Monday, 23 October 2017

Food Therapy: Dried Peas and Beans In Reduced Risk and Treatment of Colon Cancer

Kyle J. Norton

Dietary factors can influence cancers formation and growth, intake of dried peas may have a potential effect in reduced risk of colon cancer, a recent study suggested

Dried pea is a small but nutritionally mighty member of the legume family, genus Pisum belongings to the family Fabaceae with healthy source of proteins, fibers, vitamins and minerals.

Colon cancer is a condition characterized by cell growth disorderly and irregularly in the tissues of colon.

In a case-control designed study of 186 men and women with a mean of 58 years of age revealed that consumption of legumes such as dried beans, split peas, or lentils daily and regularly was inversely associated with reduced risk of colon cancer, after adjusting all potential confounding variables.

The relative risk odd ratio of colon cancer occurrence in these subjects was ameliorated substantially in compared to control.

Researchers also indicated that risk colon cancer decrease may be attributed to legumes dietary fiber together with enormous presences of phytochemical compounds.

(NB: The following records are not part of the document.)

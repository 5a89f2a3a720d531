//! Vertex input layouts for split attribute buffers
//!
//! Every attribute has its own binding and location with the same index, so
//! binding `n` is fed from the `n`th buffer a mesh exposes.

use ash::vk;

use crate::render::backends::vulkan::resources::mesh::ATTRIBUTE_COUNT;

const ATTRIBUTE_FORMATS: [vk::Format; ATTRIBUTE_COUNT] = [
    vk::Format::R32G32B32_SFLOAT, // position
    vk::Format::R32G32B32_SFLOAT, // normal
    vk::Format::R32G32B32_SFLOAT, // tangent
    vk::Format::R32G32B32_SFLOAT, // binormal
    vk::Format::R32G32_SFLOAT,    // texcoord
];

fn format_size(format: vk::Format) -> u32 {
    match format {
        vk::Format::R32G32_SFLOAT => 8,
        _ => 12,
    }
}

/// Bindings and attributes for a vertex input state
#[derive(Debug, Clone)]
pub struct VertexLayout {
    /// One binding per attribute buffer
    pub bindings: Vec<vk::VertexInputBindingDescription>,
    /// One attribute per binding
    pub attributes: Vec<vk::VertexInputAttributeDescription>,
}

impl VertexLayout {
    /// All five attributes, for the model pipeline
    pub fn full() -> Self {
        Self::first(ATTRIBUTE_COUNT)
    }

    /// Positions only, for the depth and skybox pipelines
    pub fn positions_only() -> Self {
        Self::first(1)
    }

    fn first(count: usize) -> Self {
        let (bindings, attributes) = ATTRIBUTE_FORMATS[..count]
            .iter()
            .enumerate()
            .map(|(index, &format)| {
                let index = index as u32;
                (
                    vk::VertexInputBindingDescription {
                        binding: index,
                        stride: format_size(format),
                        input_rate: vk::VertexInputRate::VERTEX,
                    },
                    vk::VertexInputAttributeDescription {
                        binding: index,
                        location: index,
                        format,
                        offset: 0,
                    },
                )
            })
            .unzip();
        Self { bindings, attributes }
    }

    /// Vertex input state borrowing this layout
    pub fn input_state(&self) -> vk::PipelineVertexInputStateCreateInfoBuilder<'_> {
        vk::PipelineVertexInputStateCreateInfo::builder()
            .vertex_binding_descriptions(&self.bindings)
            .vertex_attribute_descriptions(&self.attributes)
    }
}

#[cfg(test)]
mod tests {
    use super::*;

    #[test]
    fn test_full_layout_strides() {
        let layout = VertexLayout::full();
        let strides: Vec<u32> = layout.bindings.iter().map(|b| b.stride).collect();
        assert_eq!(strides, vec![12, 12, 12, 12, 8]);
        for (i, attribute) in layout.attributes.iter().enumerate() {
            assert_eq!(attribute.binding, i as u32);
            assert_eq!(attribute.location, i as u32);
            assert_eq!(attribute.offset, 0);
        }
    }

    #[test]
    fn test_positions_only() {
        let layout = VertexLayout::positions_only();
        assert_eq!(layout.bindings.len(), 1);
        assert_eq!(layout.attributes[0].format, vk::Format::R32G32B32_SFLOAT);
    }
}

Dr. Agurs-Collins T, the led author said, "Nurses working with African-Americans should encourage consumption of these foods to decrease this risk".

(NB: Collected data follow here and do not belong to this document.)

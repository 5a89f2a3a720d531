//! Allocator behaviour against heap-backed blocks

use ash::vk;
use scene_renderer::core::config::MemoryConfig;
use scene_renderer::render::backends::vulkan::memory::block::HeapBlockProvider;
use scene_renderer::render::backends::vulkan::memory::{Allocation, MemorySystem, MemoryUsage, SharedMemory};
use scene_renderer::render::backends::vulkan::upload::staging::staged;
use scene_renderer::{VulkanError, VulkanResult};
use std::cell::RefCell;
use std::rc::Rc;

fn memory_properties() -> vk::PhysicalDeviceMemoryProperties {
    let mut props = vk::PhysicalDeviceMemoryProperties {
        memory_type_count: 2,
        ..Default::default()
    };
    props.memory_types[0].property_flags = vk::MemoryPropertyFlags::DEVICE_LOCAL;
    props.memory_types[1].property_flags =
        vk::MemoryPropertyFlags::HOST_VISIBLE | vk::MemoryPropertyFlags::HOST_COHERENT;
    props
}

fn system(config: &MemoryConfig) -> MemorySystem {
    MemorySystem::with_provider(Box::new(HeapBlockProvider::new()), memory_properties(), 1, config).unwrap()
}

fn reqs(size: u64, alignment: u64) -> vk::MemoryRequirements {
    vk::MemoryRequirements {
        size,
        alignment,
        memory_type_bits: 0b11,
    }
}

/// Small deterministic generator so runs are reproducible
struct Lcg(u64);

impl Lcg {
    fn next(&mut self) -> u64 {
        self.0 = self.0.wrapping_mul(6_364_136_223_846_793_005).wrapping_add(1_442_695_040_888_963_407);
        self.0 >> 33
    }
}

#[test]
fn test_staging_offsets_follow_alignment() {
    let mut memory = system(&MemoryConfig::default().with_staging_pool_size(1024 * 1024));

    let a = memory.allocate(&reqs(100, 16), MemoryUsage::Staging).unwrap();
    let b = memory.allocate(&reqs(200, 16), MemoryUsage::Staging).unwrap();
    let c = memory.allocate(&reqs(300, 16), MemoryUsage::Staging).unwrap();

    assert_eq!(a.offset(), 0);
    assert_eq!(b.offset(), 112);
    assert_eq!(c.offset(), 320);
    assert_eq!(memory.stats(MemoryUsage::Staging).live_allocations, 3);

    memory.reset_staging();
    let d = memory.allocate(&reqs(100, 16), MemoryUsage::Staging).unwrap();
    assert_eq!(d.offset(), 0);
}

#[test]
fn test_staging_reset_invalidates_and_rewinds() {
    let mut memory = system(&MemoryConfig::default().with_staging_pool_size(1024));

    let before = memory.allocate(&reqs(512, 16), MemoryUsage::Staging).unwrap();
    memory.write(&before, 0, &[7; 512]).unwrap();
    memory.reset_staging();

    assert!(matches!(memory.read(&before), Err(VulkanError::StaleAllocation)));
    let after = memory.allocate(&reqs(512, 16), MemoryUsage::Staging).unwrap();
    assert_eq!(after.offset(), 0);
    assert_eq!(memory.stats(MemoryUsage::Staging).live_allocations, 1);
}

#[test]
fn test_staging_exhaustion_reports_pool() {
    let mut memory = system(&MemoryConfig::default().with_staging_pool_size(256));

    memory.allocate(&reqs(200, 16), MemoryUsage::Staging).unwrap();
    match memory.allocate(&reqs(100, 16), MemoryUsage::Staging) {
        Err(VulkanError::OutOfDeviceMemory { requested, pool }) => {
            assert_eq!(requested, 100);
            assert_eq!(pool, "staging");
        }
        other => panic!("expected exhaustion, got {other:?}"),
    }
}

#[test]
fn test_resident_reuses_freed_ranges() {
    let mut memory = system(&MemoryConfig::default().with_device_block_size(4096));

    let a = memory.allocate(&reqs(1024, 256), MemoryUsage::Resident).unwrap();
    let b = memory.allocate(&reqs(1024, 256), MemoryUsage::Resident).unwrap();
    memory.release(&a).unwrap();
    let c = memory.allocate(&reqs(512, 256), MemoryUsage::Resident).unwrap();

    assert_eq!(c.offset(), a.offset());
    assert_eq!(c.memory(), b.memory());
    assert_eq!(memory.stats(MemoryUsage::Resident).blocks, 1);
}

#[test]
fn test_resident_double_release_is_stale() {
    let mut memory = system(&MemoryConfig::default());

    let a = memory.allocate(&reqs(256, 256), MemoryUsage::Resident).unwrap();
    memory.release(&a).unwrap();
    assert!(matches!(memory.release(&a), Err(VulkanError::StaleAllocation)));
}

#[test]
fn test_resident_grows_then_trims() {
    let mut memory = system(&MemoryConfig::default().with_device_block_size(1024));

    let small = memory.allocate(&reqs(512, 256), MemoryUsage::Resident).unwrap();
    let large = memory.allocate(&reqs(4096, 256), MemoryUsage::Resident).unwrap();
    assert_ne!(small.memory(), large.memory());
    assert_eq!(memory.stats(MemoryUsage::Resident).blocks, 2);

    memory.release(&large).unwrap();
    assert_eq!(memory.trim(), 1);
    assert_eq!(memory.stats(MemoryUsage::Resident).blocks, 1);
}

#[test]
fn test_resident_budget_is_enforced() {
    let config = MemoryConfig::default()
        .with_device_block_size(1024)
        .with_device_budget(2048);
    let mut memory = system(&config);

    memory.allocate(&reqs(1024, 256), MemoryUsage::Resident).unwrap();
    memory.allocate(&reqs(1024, 256), MemoryUsage::Resident).unwrap();
    assert!(matches!(
        memory.allocate(&reqs(1024, 256), MemoryUsage::Resident),
        Err(VulkanError::OutOfDeviceMemory { .. })
    ));
}

#[test]
fn test_random_resident_allocations_never_overlap() {
    let mut memory = system(&MemoryConfig::default().with_device_block_size(64 * 1024));
    let mut rng = Lcg(0x5eed);
    let mut live: Vec<Allocation> = Vec::new();

    for _ in 0..500 {
        if live.is_empty() || rng.next() % 3 != 0 {
            let size = 1 + rng.next() % 4000;
            let alignment = 1 << (rng.next() % 9);
            let allocation = memory.allocate(&reqs(size, alignment), MemoryUsage::Resident).unwrap();
            assert_eq!(allocation.offset() % alignment, 0);
            live.push(allocation);
        } else {
            let index = (rng.next() as usize) % live.len();
            let allocation = live.swap_remove(index);
            memory.release(&allocation).unwrap();
        }

        for (i, a) in live.iter().enumerate() {
            for b in &live[i + 1..] {
                if a.memory() == b.memory() {
                    let disjoint = a.offset() + a.size() <= b.offset() || b.offset() + b.size() <= a.offset();
                    assert!(disjoint, "{a:?} overlaps {b:?}");
                }
            }
        }
    }

    assert_eq!(memory.stats(MemoryUsage::Resident).live_allocations, live.len());
}

#[test]
fn test_failed_staging_gives_space_back() {
    let memory: SharedMemory = Rc::new(RefCell::new(system(
        &MemoryConfig::default().with_staging_pool_size(4096),
    )));
    let kept = memory.borrow_mut().allocate(&reqs(100, 16), MemoryUsage::Staging).unwrap();
    let before = memory.borrow().stats(MemoryUsage::Staging);

    let result: VulkanResult<()> = staged(&memory, || {
        memory.borrow_mut().allocate(&reqs(1000, 16), MemoryUsage::Staging)?;
        memory.borrow_mut().allocate(&reqs(1000, 16), MemoryUsage::Staging)?;
        memory.borrow_mut().allocate(&reqs(4000, 16), MemoryUsage::Staging)?;
        Ok(())
    });

    assert!(matches!(result, Err(VulkanError::OutOfDeviceMemory { pool: "staging", .. })));
    assert_eq!(memory.borrow().stats(MemoryUsage::Staging), before);
    memory.borrow().write(&kept, 0, &[1; 100]).unwrap();

    // a successful stage keeps what it carved
    let next = staged(&memory, || memory.borrow_mut().allocate(&reqs(64, 16), MemoryUsage::Staging)).unwrap();
    assert_eq!(next.offset(), 112);
    assert_eq!(memory.borrow().stats(MemoryUsage::Staging).live_allocations, 2);
}

#[test]
fn test_host_write_offset_overflow_is_rejected() {
    let mut memory = system(&MemoryConfig::default());
    let allocation = memory.allocate(&reqs(64, 16), MemoryUsage::Uniform).unwrap();
    assert!(matches!(
        memory.write(&allocation, u64::MAX - 1, &[0; 8]),
        Err(VulkanError::InvalidOperation { .. })
    ));
    memory.write(&allocation, 56, &[0; 8]).unwrap();
}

Other, in the study of the same subject suggested that by modifying diet and lifestyle habits, adenomatous polyps and 25-35% of colon adenoma risk could be avoidable. As consumption of legumes at least 3 times/wk reduced the risk of colon cancer by 33% after adjusting for meat intake.

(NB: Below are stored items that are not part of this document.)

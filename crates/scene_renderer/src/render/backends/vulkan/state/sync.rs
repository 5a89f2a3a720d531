//! Vulkan synchronization primitives
//!
//! RAII wrappers for semaphores (GPU to GPU ordering) and fences (GPU to CPU
//! completion). Fence waits are always bounded; an expired wait surfaces as
//! [`VulkanError::Timeout`].

use ash::{vk, Device};

use crate::render::backends::vulkan::{VulkanError, VulkanResult};

/// Binary semaphore
pub struct Semaphore {
    device: Device,
    semaphore: vk::Semaphore,
}

impl Semaphore {
    /// Create a new semaphore
    pub fn new(device: Device) -> VulkanResult<Self> {
        let create_info = vk::SemaphoreCreateInfo::builder();
        let semaphore =
            unsafe { device.create_semaphore(&create_info, None) }.map_err(VulkanError::creation("semaphore"))?;
        Ok(Self { device, semaphore })
    }

    /// Get the semaphore handle
    pub fn handle(&self) -> vk::Semaphore {
        self.semaphore
    }
}

impl Drop for Semaphore {
    fn drop(&mut self) {
        unsafe {
            self.device.destroy_semaphore(self.semaphore, None);
        }
    }
}

/// Fence wrapper with RAII cleanup
pub struct Fence {
    device: Device,
    fence: vk::Fence,
}

impl Fence {
    /// Create a new fence, optionally already signaled
    pub fn new(device: Device, signaled: bool) -> VulkanResult<Self> {
        let flags = if signaled {
            vk::FenceCreateFlags::SIGNALED
        } else {
            vk::FenceCreateFlags::empty()
        };

        let create_info = vk::FenceCreateInfo::builder().flags(flags);
        let fence = unsafe { device.create_fence(&create_info, None) }.map_err(VulkanError::creation("fence"))?;

        Ok(Self { device, fence })
    }

    /// Wait up to `timeout_ns` for the fence to signal
    pub fn wait(&self, timeout_ns: u64) -> VulkanResult<()> {
        match unsafe { self.device.wait_for_fences(&[self.fence], true, timeout_ns) } {
            Ok(()) => Ok(()),
            Err(vk::Result::TIMEOUT) => Err(VulkanError::Timeout),
            Err(e) => Err(VulkanError::Api(e)),
        }
    }

    /// Reset fence to unsignaled
    pub fn reset(&self) -> VulkanResult<()> {
        unsafe { self.device.reset_fences(&[self.fence]) }.map_err(VulkanError::Api)
    }

    /// Whether the fence is currently signaled
    pub fn is_signaled(&self) -> VulkanResult<bool> {
        unsafe { self.device.get_fence_status(self.fence) }.map_err(VulkanError::Api)
    }

    /// Get the fence handle
    pub fn handle(&self) -> vk::Fence {
        self.fence
    }
}

impl Drop for Fence {
    fn drop(&mut self) {
        unsafe {
            self.device.destroy_fence(self.fence, None);
        }
    }
}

Furthermore, the research result also postulated that high frequency of consumption of cooked green vegetables, dried fruit, legumes, and brown rice was associated with a decreased risk of colorectal polyps.

Interestingly, in the investigated effect of consumption of standard diets supplemented with freeze-dried vegetables (peas, spinach, sprouts and broccoli) and carotenoids (all-trans beta-carotene and palm oil carotenoid extract) on surrogate end-point markers for colorectal cancer in an azoxymethane-induced rat model, researchers at the Unilever Research Vlaardingen, illustrated that
peas, spinach, sprouts and a mix of all vegetables diet expressed a significantly reduced the number of foci with >2 aberrant crypts/focus by 37, 26, 23 and 26%, particularly in the pea and spinach intervention groups.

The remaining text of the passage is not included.